LAUSR

Nanotechnology-enabled tools and techniques have revolutionized the field of analytical assays with significantly increased sensitivity for in vitro and in vivo measurements of biomolecules for early detection of disease and evaluation of therapeutic efficacy – termed nanodiagnostics. With the ability to detect low-abundant biomolecules below the conventional detection limits in small biological samples, in vitro nanodiagnostics are poised to have a significant impact on cancer prevention and precision medicine. However, in vitro nanodiagnostics do not give detailed anatomical information which can only be available through in vivo imaging. In this regard, nanoparticles can play an important role in the diagnosis of cancers, both as imaging contrast agents for almost every existing modality and as “theranostic” agents, able to serve both diagnostic and therapeutic purposes. Even though newer generation powerful medical imaging tools and methods have been developed and accepted in the clinics, in vivo nanodiagnostics have not enjoyed a smooth path in clinical translation.
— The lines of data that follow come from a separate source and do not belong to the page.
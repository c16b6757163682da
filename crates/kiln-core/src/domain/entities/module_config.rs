//! Typed, per-category module configuration.
//!
//! Each category with well-known knobs gets its own variant; everything else
//! falls back to [`ModuleConfig::Generic`], a flat string map. Configuration
//! never fails on construction. Instead [`ModuleConfig::validate`] returns the
//! full list of problems so a registry can report all of them at once.
//!
//! Configuration values reach generated files as template variables (see
//! [`ModuleConfig::variables`]), layered above descriptor defaults and below
//! request bindings.

use std::collections::BTreeMap;
use std::fmt;

use serde::{Deserialize, Serialize};

use crate::domain::render::is_variable_name;
use crate::domain::value_objects::Category;

/// One problem found while validating a [`ModuleConfig`].
#[derive(Debug, Clone, PartialEq, Eq, Serialize)]
pub struct ConfigIssue {
    pub field: String,
    pub message: String,
}

impl ConfigIssue {
    fn new(field: impl Into<String>, message: impl Into<String>) -> Self {
        Self {
            field: field.into(),
            message: message.into(),
        }
    }
}

impl fmt::Display for ConfigIssue {
    fn fmt(&self, f: &mut fmt::Formatter<'_>) -> fmt::Result {
        write!(f, "config.{}: {}", self.field, self.message)
    }
}

#[derive(Debug, Clone, Copy, PartialEq, Eq, Default, Serialize, Deserialize)]
#[serde(rename_all = "lowercase")]
pub enum AuthStrategy {
    #[default]
    Jwt,
    OAuth,
    Session,
}

impl AuthStrategy {
    pub const fn as_str(&self) -> &'static str {
        match self {
            Self::Jwt => "jwt",
            Self::OAuth => "oauth",
            Self::Session => "session",
        }
    }
}

/// Tagged configuration, one variant per well-known category.
#[derive(Debug, Clone, PartialEq, Eq, Serialize, Deserialize)]
#[serde(tag = "kind", rename_all = "lowercase")]
pub enum ModuleConfig {
    Auth {
        #[serde(default)]
        strategy: AuthStrategy,
        #[serde(default = "default_token_ttl")]
        token_ttl_secs: u32,
        #[serde(default, skip_serializing_if = "Option::is_none")]
        issuer: Option<String>,
    },
    Payments {
        provider: String,
        #[serde(default = "default_currency")]
        currency: String,
        #[serde(default)]
        webhooks: bool,
    },
    Storage {
        provider: String,
        #[serde(default, skip_serializing_if = "Option::is_none")]
        bucket: Option<String>,
        #[serde(default = "default_max_upload")]
        max_upload_mb: u32,
    },
    Database {
        engine: String,
        #[serde(default = "default_pool_size")]
        pool_size: u32,
        #[serde(default = "default_true")]
        migrations: bool,
    },
    Messaging {
        broker: String,
        #[serde(default)]
        topics: Vec<String>,
    },
    Generic {
        #[serde(default)]
        settings: BTreeMap<String, String>,
    },
}

fn default_token_ttl() -> u32 {
    3600
}

fn default_currency() -> String {
    "USD".into()
}

fn default_max_upload() -> u32 {
    10
}

fn default_pool_size() -> u32 {
    10
}

fn default_true() -> bool {
    true
}

impl Default for ModuleConfig {
    fn default() -> Self {
        Self::Generic {
            settings: BTreeMap::new(),
        }
    }
}

impl ModuleConfig {
    /// The default configuration for a category.
    ///
    /// Unknown categories (and uncategorized modules) get an empty
    /// [`ModuleConfig::Generic`].
    pub fn default_for(category: Option<&Category>) -> Self {
        match category.map(Category::as_str) {
            Some("auth") => Self::Auth {
                strategy: AuthStrategy::default(),
                token_ttl_secs: default_token_ttl(),
                issuer: None,
            },
            Some("payments") => Self::Payments {
                provider: "stripe".into(),
                currency: default_currency(),
                webhooks: false,
            },
            Some("storage") => Self::Storage {
                provider: "local".into(),
                bucket: None,
                max_upload_mb: default_max_upload(),
            },
            Some("database") => Self::Database {
                engine: "postgres".into(),
                pool_size: default_pool_size(),
                migrations: true,
            },
            Some("messaging") => Self::Messaging {
                broker: "redis".into(),
                topics: Vec::new(),
            },
            _ => Self::default(),
        }
    }

    pub const fn kind(&self) -> &'static str {
        match self {
            Self::Auth { .. } => "auth",
            Self::Payments { .. } => "payments",
            Self::Storage { .. } => "storage",
            Self::Database { .. } => "database",
            Self::Messaging { .. } => "messaging",
            Self::Generic { .. } => "generic",
        }
    }

    /// Check every field and return all problems found (empty when valid).
    pub fn validate(&self) -> Vec<ConfigIssue> {
        let mut issues = Vec::new();
        match self {
            Self::Auth {
                token_ttl_secs,
                issuer,
                ..
            } => {
                if *token_ttl_secs == 0 {
                    issues.push(ConfigIssue::new("token_ttl_secs", "must be greater than 0"));
                }
                if issuer.as_deref().is_some_and(|i| i.trim().is_empty()) {
                    issues.push(ConfigIssue::new("issuer", "cannot be blank when set"));
                }
            }
            Self::Payments {
                provider, currency, ..
            } => {
                require_non_blank(&mut issues, "provider", provider);
                if currency.len() != 3 || !currency.chars().all(|c| c.is_ascii_uppercase()) {
                    issues.push(ConfigIssue::new(
                        "currency",
                        format!("'{currency}' is not a three-letter ISO code"),
                    ));
                }
            }
            Self::Storage {
                provider,
                bucket,
                max_upload_mb,
            } => {
                require_non_blank(&mut issues, "provider", provider);
                if provider != "local" && bucket.is_none() {
                    issues.push(ConfigIssue::new(
                        "bucket",
                        format!("required for provider '{provider}'"),
                    ));
                }
                if *max_upload_mb == 0 {
                    issues.push(ConfigIssue::new("max_upload_mb", "must be greater than 0"));
                }
            }
            Self::Database {
                engine, pool_size, ..
            } => {
                require_non_blank(&mut issues, "engine", engine);
                if !(1..=1000).contains(pool_size) {
                    issues.push(ConfigIssue::new("pool_size", "must be between 1 and 1000"));
                }
            }
            Self::Messaging { broker, topics } => {
                require_non_blank(&mut issues, "broker", broker);
                for (i, topic) in topics.iter().enumerate() {
                    if topic.trim().is_empty() {
                        issues.push(ConfigIssue::new(format!("topics[{i}]"), "cannot be blank"));
                    }
                }
            }
            Self::Generic { settings } => {
                for key in settings.keys() {
                    if !is_variable_name(key) {
                        issues.push(ConfigIssue::new(
                            format!("settings.{key}"),
                            "is not a valid variable name",
                        ));
                    }
                }
            }
        }
        issues
    }

    /// Template variables contributed by this configuration.
    pub fn variables(&self) -> BTreeMap<String, String> {
        let mut vars = BTreeMap::new();
        let mut put = |k: &str, v: String| {
            vars.insert(k.to_string(), v);
        };
        match self {
            Self::Auth {
                strategy,
                token_ttl_secs,
                issuer,
            } => {
                put("AUTH_STRATEGY", strategy.as_str().into());
                put("AUTH_TOKEN_TTL_SECS", token_ttl_secs.to_string());
                if let Some(issuer) = issuer {
                    put("AUTH_ISSUER", issuer.clone());
                }
            }
            Self::Payments {
                provider,
                currency,
                webhooks,
            } => {
                put("PAYMENT_PROVIDER", provider.clone());
                put("PAYMENT_CURRENCY", currency.clone());
                put("PAYMENT_WEBHOOKS", webhooks.to_string());
            }
            Self::Storage {
                provider,
                bucket,
                max_upload_mb,
            } => {
                put("STORAGE_PROVIDER", provider.clone());
                put("STORAGE_MAX_UPLOAD_MB", max_upload_mb.to_string());
                if let Some(bucket) = bucket {
                    put("STORAGE_BUCKET", bucket.clone());
                }
            }
            Self::Database {
                engine,
                pool_size,
                migrations,
            } => {
                put("DATABASE_ENGINE", engine.clone());
                put("DATABASE_POOL_SIZE", pool_size.to_string());
                put("DATABASE_MIGRATIONS", migrations.to_string());
            }
            Self::Messaging { broker, topics } => {
                put("MESSAGING_BROKER", broker.clone());
                put("MESSAGING_TOPICS", topics.join(","));
            }
            Self::Generic { settings } => {
                for (k, v) in settings {
                    put(k, v.clone());
                }
            }
        }
        vars
    }
}

fn require_non_blank(issues: &mut Vec<ConfigIssue>, field: &str, value: &str) {
    if value.trim().is_empty() {
        issues.push(ConfigIssue::new(field, "cannot be blank"));
    }
}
In addition to the known difficulty of inconsistent NP production, several reasons can attribute to such shortcomings. Some examples include in vivo distribution and toxicity (e.g., quantum dots), lack of market viability (e.g., iron oxide nanoparticles), and lack of gold standards and validations (e.g., imaging biomarkers). In this chapter, we briefly review the nanoparticles that have been developed for diagnostic or theranostic purposes by modality. We also discuss established and emerging nanomedicines for diagnostics and challenges faced in the development of these nanoparticle diagnostic agents, as well as future perspectives for the field in clinical applications.